Bueno, yo supongo que este es ya de por sí un desorden grave que aqueja a buena parte de la humanidad y tal vez hasta peor que la obesidad, pero el caso que existe uno aún peor. Es un proceso que yo le llamo "consumo y acumulación", por el cual, un individuo consume y acumula todo lo que compra . En la mayoría de los casos el individuo simplemente apila 10 o 20 celulares en un cajón o acumula ropa que ya no se pone, ni se pondrá, en cajas y más cajas. En muchos casos, el individuo se niega por todos los medios a deshacerse de los productos que a todas luces ya no sirven, que incluso le servirían a otros y que por los que quizás algunas personas hasta pagarían dinero. En los casos más raros y patológicos, el individuo con este desorden es capaz, incluso, de dejar la comida echada a perder dentro del refrigerador y argumentar que "todavía sirve", por lo que esa pudredumbre se quedará ahí indefinidamente, hasta que, posiblemente, la persona en cuestión compre otro refrigerador para poder conservar el anterior.

Esta enfermedad es muy peligrosa. Si detecta a una persona así, aléjese de inmediato y cuénteselo a quien más confianza le tenga, pues de no antenderse rápido, usted podría entrar en un estado de locura, depresión y adicciones de diversos tipos.

lunes, 26 de agosto de 2013

Falsas predicciones de sismos.

Está circulando una página de una persona que afirma que puede predecir los terremotos.

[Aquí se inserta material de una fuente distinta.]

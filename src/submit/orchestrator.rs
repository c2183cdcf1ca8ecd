use std::sync::Arc;

use super::SubmissionStrategy;
use crate::config::Config;
use crate::core::*;
use crate::package::zip_single;
use crate::signature::Signer;
use crate::soap::{BillService, SoapClient, read_cdr};
use crate::ubl;

/// Everything produced for one document before it goes on the wire.
/// Storing these is up to the caller.
#[derive(Debug, Clone)]
pub struct SubmissionArtifacts {
    pub xml_file_name: String,
    pub zip_file_name: String,
    pub signed_xml: String,
    pub zip: Vec<u8>,
    pub signature_mode: SignatureMode,
}

/// Runs documents through build, sign, package and send.
///
/// The issuer is fixed at construction and shared read-only; an
/// orchestrator can serve concurrent submissions through `&self`.
#[derive(Debug)]
pub struct Orchestrator<S> {
    issuer: Arc<Company>,
    signer: Signer,
    transport: S,
}

impl Orchestrator<SoapClient> {
    /// Orchestrator talking to the configured `billService` endpoint.
    pub fn from_config(config: &Config) -> Result<Self, CpeError> {
        Ok(Self::new(
            config.issuer.clone(),
            config.signing.signer()?,
            config.soap_client()?,
        ))
    }
}

impl<S: BillService> Orchestrator<S> {
    pub fn new(issuer: impl Into<Arc<Company>>, signer: Signer, transport: S) -> Self {
        Self {
            issuer: issuer.into(),
            signer,
            transport,
        }
    }

    pub fn issuer(&self) -> &Company {
        &self.issuer
    }

    pub fn transport(&self) -> &S {
        &self.transport
    }

    /// A `Draft` document issued by this orchestrator's issuer.
    pub fn create_document(&self, request: &CreateDocumentRequest) -> Result<Document, CpeError> {
        let doc = create_document(request, &self.issuer)?;
        tracing::info!(id = %doc.id(), document_type = %doc.document_type, total = %doc.total_amount, "document created");
        Ok(doc)
    }

    /// Render, sign and zip `doc` without sending it.
    ///
    /// The supplier party and file name come from this orchestrator's
    /// issuer; a document carrying another RUC is refused.
    pub fn build_artifacts(&self, doc: &Document) -> Result<SubmissionArtifacts, CpeError> {
        if doc.issuer.document_number != self.issuer.document_number {
            return Err(CpeError::from_validation(&[ValidationError::new(
                "issuer.document_number",
                format!(
                    "document issued by {} cannot be sent as {}",
                    doc.issuer.document_number, self.issuer.document_number
                ),
            )]));
        }

        let xml = ubl::to_xml(doc, &self.issuer)?;
        let signed = self.signer.sign(&xml)?;

        let name = FileName::new(
            &self.issuer.document_number,
            doc.document_type,
            &doc.series,
            &doc.number,
        );
        let xml_file_name = name.xml();
        let zip = zip_single(&xml_file_name, signed.xml.as_bytes())?;

        Ok(SubmissionArtifacts {
            xml_file_name,
            zip_file_name: name.zip(),
            signed_xml: signed.xml,
            zip,
            signature_mode: signed.mode,
        })
    }

    /// Submit `doc` and record the outcome on it.
    ///
    /// Only `Draft` and `Rejected` documents can be sent. On error the
    /// document is left in the status the error implies: unchanged when
    /// nothing reached SUNAT, `Sent` when SUNAT answered but the reply or
    /// its CDR could not be read, `Rejected` when SUNAT refused it.
    #[tracing::instrument(skip_all, fields(id = %doc.id(), document_type = %doc.document_type))]
    pub async fn send_document(&self, doc: &mut Document) -> Result<(), CpeError> {
        if !matches!(doc.status, DocumentStatus::Draft | DocumentStatus::Rejected) {
            return Err(CpeError::from_validation(&[ValidationError::new(
                "status",
                format!("a {:?} document cannot be sent", doc.status),
            )]));
        }

        let artifacts = self.build_artifacts(doc)?;
        doc.signature_mode = Some(artifacts.signature_mode);

        let strategy = SubmissionStrategy::for_document_type(doc.document_type);
        tracing::info!(?strategy, file = %artifacts.zip_file_name, "submitting");

        match strategy {
            SubmissionStrategy::Ticketed => {
                match self
                    .transport
                    .send_summary(&artifacts.zip_file_name, &artifacts.zip)
                    .await
                {
                    Ok(ticket) => {
                        tracing::info!(%ticket, "accepted for processing");
                        doc.ticket = Some(ticket);
                        doc.transition(DocumentStatus::Pending);
                        Ok(())
                    }
                    Err(e) => Err(self.fail(doc, e)),
                }
            }
            SubmissionStrategy::Synchronous => {
                let outcome = match self
                    .transport
                    .send_bill(&artifacts.zip_file_name, &artifacts.zip)
                    .await
                {
                    Ok(response) => read_cdr(&response.application_response),
                    Err(e) => Err(e),
                };
                match outcome {
                    Ok(cdr) if cdr.is_accepted() => {
                        tracing::info!(code = %cdr.response_code, notes = cdr.notes.len(), "accepted");
                        doc.cdr = Some(cdr);
                        doc.transition(DocumentStatus::Accepted);
                        Ok(())
                    }
                    Ok(cdr) => {
                        tracing::warn!(code = %cdr.response_code, description = %cdr.description, "rejected");
                        let error = CpeError::Rejection {
                            code: cdr.response_code.clone(),
                            message: cdr.description.clone(),
                        };
                        doc.cdr = Some(cdr);
                        doc.transition(DocumentStatus::Rejected);
                        Err(error)
                    }
                    Err(e) => Err(self.fail(doc, e)),
                }
            }
        }
    }

    /// Record a failed exchange. Connectivity failures keep the status.
    ///
    /// An unreadable 2xx reply means SUNAT may have registered the
    /// document, so it is marked `Sent` and cannot be resent blindly.
    fn fail(&self, doc: &mut Document, error: CpeError) -> CpeError {
        match error {
            ref e if e.is_connectivity() => {
                tracing::warn!(error = %e, "not delivered, status unchanged");
            }
            CpeError::Xml(_) | CpeError::Package(_) => {
                tracing::error!(%error, "delivered but the reply is unreadable");
                doc.transition(DocumentStatus::Sent);
            }
            _ => {
                tracing::warn!(%error, "submission failed");
                doc.transition(DocumentStatus::Rejected);
            }
        }
        error
    }

    /// Ask SUNAT about a ticket. Read-only: no document is updated.
    pub async fn check_status(&self, ticket: &str) -> Result<Cdr, CpeError> {
        let status = self.transport.get_status(ticket).await?;
        tracing::debug!(%ticket, code = %status.status_code, "status checked");

        if let Some(content) = &status.content {
            return read_cdr(content);
        }
        Ok(Cdr {
            description: status_description(&status.status_code).to_string(),
            response_code: status.status_code,
            notes: status.error.into_iter().collect(),
        })
    }

    /// Void (comunicación de baja) is not available.
    pub async fn void_document(&self, request: &VoidDocumentRequest) -> Result<(), CpeError> {
        tracing::warn!(
            document_type = %request.document_type,
            series = %request.series,
            number = %request.number,
            "void requested"
        );
        Err(CpeError::NotImplemented("void_document"))
    }
}

fn status_description(code: &str) -> &'static str {
    match code {
        "0" => "Procesó correctamente",
        "98" => "En proceso",
        "99" => "Proceso con errores",
        _ => "",
    }
}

En esencia, este escrito se divide en dos partes. Primero se habla de su teoría de fuerzas gravitacionales sobre el mecanismo de funcionamiento de los terremotos. Algo que cuantitativamente no tiene relación ni es posible en términos de la energía necesaria para producir un terremoto. Ese trabajo carece de rigor científico. Su página tiene un par de ecuaciones y no las resuelve. Pone un par de gráficas pero no pone un resultado serio a partir de las gráficas. No expone su método de evaluación ni el error en sus cálculos, es decir, no dice nada. Afirma que hay 98% de probabilidad de que ocurran cosas. Sus predicciones no son en realidad predicciones. Es como si yo hoy dijera que el año que entra tiene un 99% de probabilidad de que caiga una lluvia bien fuerte en la ciudad de México y que muchas calles se van a inundar y que habrá muchísimo tráfico. ¿Creerían mi predicción? ¿Le llamaría a eso predicción? Es casi seguro que caerá una lluvia. Una predicción verdadera sería decir fechas exactas, magnitudes exactas. El conocimiento que tenemos hasta ahora de las placas tectónicas nos permite afirmar, sin necesidad de llamarle predicción, que puede haber terremotos grandes o pequeños en el futuro, eso es inevitable, pero lo que no sabemos es cuándo ni dónde con precisión. Otra predicción que hago con el 99% de exactitud es que mañana va a salir el sol por el este. ¿Cómo ven? ¿Soy bueno haciendo predicciones? ¿Tan bueno como este tipo?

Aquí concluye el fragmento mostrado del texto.